JAKARTA. Pemerintahan Joko Widodo (Jokowi) bakal merombak Anggaran Pendapatan dan Belanja Negara (APBN) 2015 peninggalan Pemerintahan Susilo Bambang Yudhoyono. Melalui Rancangan APBN Perubahan (RAPBN-P) 2015, pemerintahan baru akan menyusun anggaran yang lebih mendukung kegiatan perekonomian agar target pertumbuhan ekonomi sebesar 5,8% bisa tercapai.

Dari sisi makroekonomi, pemerintah berencana mengubah asumsi inflasi dan harga minyak mentah Indonesia atawa Indonesia crude price (ICP). Target inflasi akan naik lantaran dampak kenaikan harga bahan bakar minyak (BBM) bersubsidi pekan lalu masih berlangsung hingga semester satu tahun depan. Sedang dari sisi anggaran, juga akan banyak perubahan di sana sini.

Selain perubahan total bujet pendapatan dan belanja negara, pembagian anggaran di masing-masing pos juga bakal berubah. Target penerimaan pajak, misalnya, akan lebih besar karena Jokowi meminta tambahan Rp 600 triliun. Lalu, subsidi energi menciut sekitar Rp 100 triliun gara-gara harga BBM bersubsidi naik. Anggaran belanja pegawai juga menyusut seiring berbagai upaya penghematan pemerintah, mulai pengurangan perjalanan dinas hingga larangan rapat di hotel berbintang.


"Dengan penghematan subsidi energi, anggaran untuk proyek infrastruktur pasti akan ditambah," ujar Menteri Keuangan Bambang Brodjonegoro, akhir pekan lalu.
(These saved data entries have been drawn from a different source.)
//! GPU texture resources.
//!
//! [`Texture`] bundles a `wgpu` texture with its view and sampler so mesh
//! parts can hand a single object to the bind-group builders. Data is
//! uploaded once at creation; the renderer treats textures as immutable.

use uuid::Uuid;

/// An uploaded 2D texture plus its default view and sampler.
#[derive(Debug)]
pub struct Texture {
    pub uuid: Uuid,
    pub name: String,
    pub texture: wgpu::Texture,
    pub view: wgpu::TextureView,
    pub sampler: wgpu::Sampler,
    pub width: u32,
    pub height: u32,
}

impl Texture {
    /// Uploads tightly packed RGBA8 `pixels` (sRGB) as a 2D texture.
    ///
    /// `pixels.len()` must equal `width * height * 4`.
    #[must_use]
    pub fn from_rgba8(
        device: &wgpu::Device,
        queue: &wgpu::Queue,
        name: &str,
        width: u32,
        height: u32,
        pixels: &[u8],
    ) -> Self {
        debug_assert_eq!(pixels.len() as u32, width * height * 4);

        let size = wgpu::Extent3d {
            width,
            height,
            depth_or_array_layers: 1,
        };

        let texture = device.create_texture(&wgpu::TextureDescriptor {
            label: Some(name),
            size,
            mip_level_count: 1,
            sample_count: 1,
            dimension: wgpu::TextureDimension::D2,
            format: wgpu::TextureFormat::Rgba8UnormSrgb,
            usage: wgpu::TextureUsages::TEXTURE_BINDING | wgpu::TextureUsages::COPY_DST,
            view_formats: &[],
        });

        queue.write_texture(
            wgpu::TexelCopyTextureInfo {
                texture: &texture,
                mip_level: 0,
                origin: wgpu::Origin3d::ZERO,
                aspect: wgpu::TextureAspect::All,
            },
            pixels,
            wgpu::TexelCopyBufferLayout {
                offset: 0,
                bytes_per_row: Some(width * 4),
                rows_per_image: Some(height),
            },
            size,
        );

        let view = texture.create_view(&wgpu::TextureViewDescriptor::default());
        let sampler = device.create_sampler(&wgpu::SamplerDescriptor {
            label: Some(name),
            address_mode_u: wgpu::AddressMode::Repeat,
            address_mode_v: wgpu::AddressMode::Repeat,
            mag_filter: wgpu::FilterMode::Linear,
            min_filter: wgpu::FilterMode::Linear,
            ..Default::default()
        });

        Self {
            uuid: Uuid::new_v4(),
            name: name.to_string(),
            texture,
            view,
            sampler,
            width,
            height,
        }
    }

    /// A 1×1 texture of a single color, used as the stand-in for absent maps.
    #[must_use]
    pub fn solid_color(
        device: &wgpu::Device,
        queue: &wgpu::Queue,
        name: &str,
        color: [u8; 4],
    ) -> Self {
        Self::from_rgba8(device, queue, name, 1, 1, &color)
    }

    /// A black and white checkerboard, handy when wiring up new passes.
    #[must_use]
    pub fn checkerboard(
        device: &wgpu::Device,
        queue: &wgpu::Queue,
        name: &str,
        width: u32,
        height: u32,
        check_size: u32,
    ) -> Self {
        let check = check_size.max(1);
        let mut pixels = Vec::with_capacity((width * height * 4) as usize);
        for y in 0..height {
            for x in 0..width {
                let on = ((x / check) + (y / check)) % 2 == 0;
                let value = if on { 255 } else { 0 };
                pixels.extend_from_slice(&[value, value, value, 255]);
            }
        }
        Self::from_rgba8(device, queue, name, width, height, &pixels)
    }
}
Tapi, dia belum bisa merinci berapa besar penambahan anggaran infrastruktur. "Masih dihitung," imbuhnya.

Selain infrastruktur, pos belanja sosial juga akan berubah. Rencananya, Badan Perencanaan Pembangunan Nasional (Bappenas) meminta anggaran tambahan untuk program perlindungan sosial sebesar Rp 8,14 triliun. Di APBN 2015, dana program perlindungan sosial mencapai Rp 52,32 triliun.
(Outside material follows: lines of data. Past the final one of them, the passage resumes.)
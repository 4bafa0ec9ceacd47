//! Scene-side state: camera, registry, lights, models, billboards, bounds.

pub mod billboard;
pub mod bounds;
pub mod camera;
pub mod light;
pub mod model;
pub mod registry;

pub use billboard::{Billboard, BillboardVertex};
pub use bounds::BoundingSphere;
pub use camera::{Camera, Frustum};
pub use light::{Attenuation, Light, LightKind, MAX_LIGHTS_PER_KIND};
pub use model::RenderableModel;
pub use registry::{BillboardKey, LightKey, ModelKey, SceneRegistry};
Contohnya, untuk pemberian bantuan beras bagi masyarakat miskin (raskin) sebesar Rp 20,5 triliun, penerima bantuan iuran Program Jaminan Kesehatan Nasional (JKN) Rp 19,93 triliun, Program Keluarga Harapan (PKH) Rp 5,2 triliun, dan Program Beasiswa Siswa Miskin (BSM) Rp 6,62 triliun.

Defisit mengempis

Bambang menegaskan, meski ada banyak perubahan alokasi belanja, defisit anggaran di RAPBN-P 2015 lebih rendah dari APBN 2015. "Defisit akan turun menjadi 2% dari produk domestik bruto (PDB)," kata Bambang. Dalam APBN 2015, defisit anggarannya mencapai 2,21%.
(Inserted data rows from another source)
//! Per-light view/projection planning.
//!
//! Once per frame, after culling, every light gets a shadow frustum fitted
//! around the merged scene sphere:
//!
//! - **Spot** lights point from their own position: near/far are the sphere
//!   interval clamped to the light's range, and a near > far crossover means
//!   the sphere is entirely outside the range, flagging the light out of
//!   range for this frame.
//! - **Directional** lights get an orthographic box wide enough for the
//!   sphere, with the eye backed away along the light direction. They can
//!   never degenerate.
//! - **Point** light shadow maps are not implemented; the planner leaves
//!   point lights untouched (their shadows come from the volume path).
//!
//! All functions here are pure math over spheres and matrices, so the whole
//! policy is testable without a device.

use glam::{Mat4, Vec3};

use crate::errors::{GloamError, Result};
use crate::scene::bounds::BoundingSphere;
use crate::scene::camera::Camera;
use crate::scene::light::{Light, LightKind};
use crate::scene::registry::SceneRegistry;

/// Color channels available in the shared shadow map.
pub const SHADOW_CHANNEL_COUNT: usize = 3;

/// Outcome of fitting one light's shadow frustum.
#[derive(Debug, Clone, Copy, PartialEq)]
pub enum LightPlan {
    Fitted { view: Mat4, proj: Mat4 },
    /// The scene sphere lies entirely outside the light's range.
    OutOfRange,
}

/// Fits a spot light's perspective frustum around `scene`.
///
/// The near plane sits where the sphere starts (clamped to the camera near
/// plane), the far plane where it ends (clamped to the light's range). The
/// vertical field of view is twice the outer cone half-angle at unit
/// aspect, so the frustum circumscribes the lit cone. `camera_up` resolves
/// the view roll the same way the main camera does.
#[must_use]
pub fn plan_spot(
    position: Vec3,
    direction: Vec3,
    outer_angle: f32,
    range_max: f32,
    scene: &BoundingSphere,
    camera_up: Vec3,
) -> LightPlan {
    let distance = position.distance(scene.center);
    let near = (distance - scene.radius).max(Camera::NEAR_PLANE);
    let far = (distance + scene.radius).min(range_max);
    if near > far {
        return LightPlan::OutOfRange;
    }

    let view = Mat4::look_at_rh(position, position + direction, camera_up);
    let proj = Mat4::perspective_rh(2.0 * outer_angle, 1.0, near, far);
    LightPlan::Fitted { view, proj }
}

/// Fits a directional light's orthographic box around `scene`.
///
/// The eye is placed behind the sphere along the light direction; the box
/// is exactly as wide as the sphere and deep enough to cover it from the
/// camera near plane out to at least the camera far plane.
#[must_use]
pub fn plan_directional(direction: Vec3, scene: &BoundingSphere) -> LightPlan {
    let near = Camera::NEAR_PLANE;
    let far = (near + 2.0 * scene.radius).max(Camera::FAR_PLANE);
    let extent = scene.radius;

    let eye = scene.center - 2.0 * direction * (scene.radius + near);
    let view = Mat4::look_at_rh(eye, scene.center, Vec3::Y);
    let proj = Mat4::orthographic_rh(-extent, extent, -extent, extent, near, far);
    LightPlan::Fitted { view, proj }
}

/// Point-light shadow maps are a known hole.
///
/// # Errors
///
/// Always returns [`GloamError::Unimplemented`].
pub fn plan_point() -> Result<LightPlan> {
    Err(GloamError::Unimplemented("point-light shadow-map planning"))
}

/// Camera far plane tightened to the visible scene: just past the far side
/// of the scene sphere, never beyond the configured far plane. An empty
/// scene (sentinel sphere) keeps the configured far plane.
#[must_use]
pub fn clamped_camera_far(scene: &BoundingSphere, camera_position: Vec3) -> f32 {
    // f32::min ignores a NaN operand, which resolves the sentinel case.
    (scene.center.distance(camera_position) + scene.radius).min(Camera::FAR_PLANE)
}

/// Runs the planner over every registered light, updating matrices and
/// out-of-range flags in place.
///
/// Callers gate this on shadow mapping being enabled and the visible set
/// being non-empty, so `scene` is never the sentinel here.
pub fn plan_lights(registry: &mut SceneRegistry, scene: &BoundingSphere, camera_up: Vec3) {
    for (_, light) in registry.lights_mut() {
        match light.kind {
            LightKind::Spot => {
                match plan_spot(
                    light.position,
                    light.direction,
                    light.outer_angle,
                    light.range_max,
                    scene,
                    camera_up,
                ) {
                    LightPlan::Fitted { view, proj } => {
                        light.light_view = view;
                        light.light_proj = proj;
                        light.out_of_range = false;
                    }
                    LightPlan::OutOfRange => {
                        log::trace!("spot light {} out of range this frame", light.id);
                        light.out_of_range = true;
                    }
                }
            }
            LightKind::Directional => {
                if let LightPlan::Fitted { view, proj } = plan_directional(light.direction, scene)
                {
                    light.light_view = view;
                    light.light_proj = proj;
                    light.out_of_range = false;
                }
            }
            LightKind::Point => {}
        }
    }
}

/// Assigns shadow-map channels 0..[`SHADOW_CHANNEL_COUNT`] to eligible
/// lights in iteration order and returns how many were assigned.
///
/// Every light's channel is reset first, so a light that lost eligibility
/// since last frame cannot keep a stale assignment. Eligible means active,
/// in range, and of a kind that casts into the shadow map. Lights past the
/// channel cap keep channel −1 and simply cast no shadow.
pub fn assign_shadow_channels<'a>(lights: impl Iterator<Item = &'a mut Light>) -> u32 {
    let mut assigned = 0u32;
    for light in lights {
        light.map_channel = -1;
        if !(light.contributes() && light.casts_shadow_map()) {
            continue;
        }
        if assigned as usize >= SHADOW_CHANNEL_COUNT {
            log::warn!(
                "light {} skipped for shadow mapping, all {} channels taken",
                light.id,
                SHADOW_CHANNEL_COUNT
            );
            continue;
        }
        light.map_channel = assigned as i32;
        assigned += 1;
    }
    assigned
}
Penurunan defisit ini terjadi lantaran ada penghematan anggaran subsidi BBM. Asumsi ICP yang turun juga ikut mengurangi defisit APBN. Kementerian Keuangan (Kemkeu) memperkirakan, rata-rata ICP tahun depan hanya US$ 100,67 per barel. Angka ini lebih rendah dari APBN 2015 yang sebesar US$ 105 per barel.

Askolani, Direktur Jenderal Anggaran Kemkeu, pernah mengatakan, setiap penurunan ICP US$ 1 per barel mengempiskan defisit bujet sekitar Rp 2 triliun. Jika ada penurunan US$ 5 per barel, defisit bisa berkurang Rp 10 triliun. David Sumual, ekonom Bank Central Asia (BCA), menilai, defisit anggaran yang menciut itu menjadi indikasi anggaran pemerintah lebih produktif.

Selama ini, pemerintah fokus pada subsidi BBM dan belanja rutin. Tapi, pemerintah sekarang memangkas subsidi dan belanja rutin yang tidak perlu. Dengan anggaran yang lebih produktif, APBN bisa berkontribusi lebih besar bagi pertumbuhan ekonomi. Cuma, pengaruhnya ke ekonomi tergantung besaran anggaran untuk infrastruktur atau belanja modal serta tingkat penyerapannya. Bila pemerintah mampu menyerap anggaran sejak awal tahun, target pertumbuhan ekonomi 5,8% bukanlah angka yang mustahil untuk dicapai.